[Evaluation of inhaler techniques in patients with asthma and chronic obstructive disease]

Rev Pneumol Clin. 2018 Sep;74(4):226-234. doi: 10.1016/j.pneumo.2018.04.001. Epub 2018 Jul 18.
[Article in French]

Abstract

Introduction: The correct method for using inhalation devices (DI) is essential to optimize treatment efficacy.

Objective: To evaluate the method of inhalation technique, study the correlations with patient characteristics, disease, treatment and measure the impact of direct and individual educational method, centered on the use of technical DI, on improving this technique and control of the disease.

Method: Prospective study of 54 patients. The therapeutic education program included 3 levels of action: identifying errors in the inhalation technique, demonstrating the inhalation technique and evaluation of therapeutic education.

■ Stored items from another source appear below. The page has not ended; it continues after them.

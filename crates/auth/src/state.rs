//! State machines for session resolution and role changes
//!
//! - `ResolverStateMachine`: Uninitialized → Resolving → Resolved(role),
//!   back to Resolving on identity change and Resolved(None) on sign-out.
//! - `RoleStateMachine`: promote/demote between `user` and `admin`.
//!   The super-admin role never transitions.

use energram_common::StateError;

use crate::types::Role;

// ============================================================================
// Resolver State Machine
// ============================================================================

#[derive(Debug, Clone, Copy, PartialEq, Eq)]
pub enum ResolverState {
    Uninitialized,
    Resolving,
    /// `None` means signed out
    Resolved(Option<Role>),
}

impl ResolverState {
    pub fn is_loading(&self) -> bool {
        matches!(self, Self::Uninitialized | Self::Resolving)
    }
}

impl std::fmt::Display for ResolverState {
    fn fmt(&self, f: &mut std::fmt::Formatter<'_>) -> std::fmt::Result {
        match self {
            Self::Uninitialized => write!(f, "uninitialized"),
            Self::Resolving => write!(f, "resolving"),
            Self::Resolved(None) => write!(f, "resolved(signed_out)"),
            Self::Resolved(Some(role)) => write!(f, "resolved({})", role),
        }
    }
}

#[derive(Debug, Clone, Copy, PartialEq, Eq)]
pub enum ResolverEvent {
    /// Provider reported a signed-in identity
    SignedIn,
    /// Provider reported no identity
    SignedOut,
    /// Role lookup/seed finished for the current identity
    RoleResolved(Role),
}

impl std::fmt::Display for ResolverEvent {
    fn fmt(&self, f: &mut std::fmt::Formatter<'_>) -> std::fmt::Result {
        match self {
            Self::SignedIn => write!(f, "signed_in"),
            Self::SignedOut => write!(f, "signed_out"),
            Self::RoleResolved(role) => write!(f, "role_resolved({})", role),
        }
    }
}

pub struct ResolverStateMachine;

impl ResolverStateMachine {
    pub fn transition(
        current: ResolverState,
        event: ResolverEvent,
    ) -> Result<ResolverState, StateError> {
        match (current, event) {
            // Any state: identity changes restart resolution, sign-out settles
            (_, ResolverEvent::SignedIn) => Ok(ResolverState::Resolving),
            (_, ResolverEvent::SignedOut) => Ok(ResolverState::Resolved(None)),

            (ResolverState::Resolving, ResolverEvent::RoleResolved(role)) => {
                Ok(ResolverState::Resolved(Some(role)))
            }

            (ResolverState::Uninitialized | ResolverState::Resolved(_), event) => {
                Err(StateError::invalid(current, event))
            }
        }
    }

    pub fn can_transition(current: ResolverState, event: ResolverEvent) -> bool {
        Self::transition(current, event).is_ok()
    }
}

// ============================================================================
// Role State Machine
// ============================================================================

#[derive(Debug, Clone, Copy, PartialEq, Eq)]
pub enum RoleEvent {
    Promote,
    Demote,
}

impl std::fmt::Display for RoleEvent {
    fn fmt(&self, f: &mut std::fmt::Formatter<'_>) -> std::fmt::Result {
        match self {
            Self::Promote => write!(f, "promote"),
            Self::Demote => write!(f, "demote"),
        }
    }
}

pub struct RoleStateMachine;

impl RoleStateMachine {
    pub fn transition(current: Role, event: RoleEvent) -> Result<Role, StateError> {
        match (current, event) {
            (Role::SuperAdmin, _) => Err(StateError::TerminalState(current.to_string())),
            (Role::User, RoleEvent::Promote) => Ok(Role::Admin),
            (Role::Admin, RoleEvent::Demote) => Ok(Role::User),
            _ => Err(StateError::invalid(current, event)),
        }
    }
}

#[cfg(test)]
mod tests {
    use super::*;

    mod resolver_state_machine {
        use super::*;

        #[test]
        fn test_first_identity_starts_resolving() {
            assert_eq!(
                ResolverStateMachine::transition(
                    ResolverState::Uninitialized,
                    ResolverEvent::SignedIn
                ),
                Ok(ResolverState::Resolving)
            );
        }

        #[test]
        fn test_no_identity_settles_signed_out() {
            for state in [
                ResolverState::Uninitialized,
                ResolverState::Resolving,
                ResolverState::Resolved(Some(Role::Admin)),
                ResolverState::Resolved(None),
            ] {
                assert_eq!(
                    ResolverStateMachine::transition(state, ResolverEvent::SignedOut),
                    Ok(ResolverState::Resolved(None))
                );
            }
        }

        #[test]
        fn test_resolving_to_resolved() {
            assert_eq!(
                ResolverStateMachine::transition(
                    ResolverState::Resolving,
                    ResolverEvent::RoleResolved(Role::SuperAdmin)
                ),
                Ok(ResolverState::Resolved(Some(Role::SuperAdmin)))
            );
        }

        #[test]
        fn test_identity_change_after_resolution_resolves_again() {
            assert_eq!(
                ResolverStateMachine::transition(
                    ResolverState::Resolved(Some(Role::User)),
                    ResolverEvent::SignedIn
                ),
                Ok(ResolverState::Resolving)
            );
        }

        #[test]
        fn test_role_result_outside_resolving_is_invalid() {
            assert!(!ResolverStateMachine::can_transition(
                ResolverState::Uninitialized,
                ResolverEvent::RoleResolved(Role::User)
            ));
            let result = ResolverStateMachine::transition(
                ResolverState::Resolved(None),
                ResolverEvent::RoleResolved(Role::Admin),
            );
            assert!(matches!(result, Err(StateError::InvalidTransition { .. })));
        }

        #[test]
        fn test_is_loading() {
            assert!(ResolverState::Uninitialized.is_loading());
            assert!(ResolverState::Resolving.is_loading());
            assert!(!ResolverState::Resolved(None).is_loading());
            assert!(!ResolverState::Resolved(Some(Role::User)).is_loading());
        }
    }

    mod role_state_machine {
        use super::*;

        #[test]
        fn test_promote_user_and_demote_admin() {
            assert_eq!(
                RoleStateMachine::transition(Role::User, RoleEvent::Promote),
                Ok(Role::Admin)
            );
            assert_eq!(
                RoleStateMachine::transition(Role::Admin, RoleEvent::Demote),
                Ok(Role::User)
            );
        }

        #[test]
        fn test_super_admin_is_immutable() {
            for event in [RoleEvent::Promote, RoleEvent::Demote] {
                assert!(matches!(
                    RoleStateMachine::transition(Role::SuperAdmin, event),
                    Err(StateError::TerminalState(_))
                ));
            }
        }

        #[test]
        fn test_redundant_changes_are_invalid() {
            assert!(matches!(
                RoleStateMachine::transition(Role::Admin, RoleEvent::Promote),
                Err(StateError::InvalidTransition { .. })
            ));
            assert!(matches!(
                RoleStateMachine::transition(Role::User, RoleEvent::Demote),
                Err(StateError::InvalidTransition { .. })
            ));
        }
    }
}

Result: The most used DI was metered-dose inhalers (AD) (66.67%). The average error was 4.63 errors/patient for AD and 5.11 for dry powder inhalers. The main factors related to the misuse of DI were lower advanced level of education and age. The therapeutic education has significantly improved the number of errors/patient with improved asthma control (P<0.05) and COPD assessment test (CAT) in the case of COPD.

Conclusion: Our study confirms the important role of therapeutic education focused on inhalation techniques in improving the use of DI technology and the evolution of asthma and COPD.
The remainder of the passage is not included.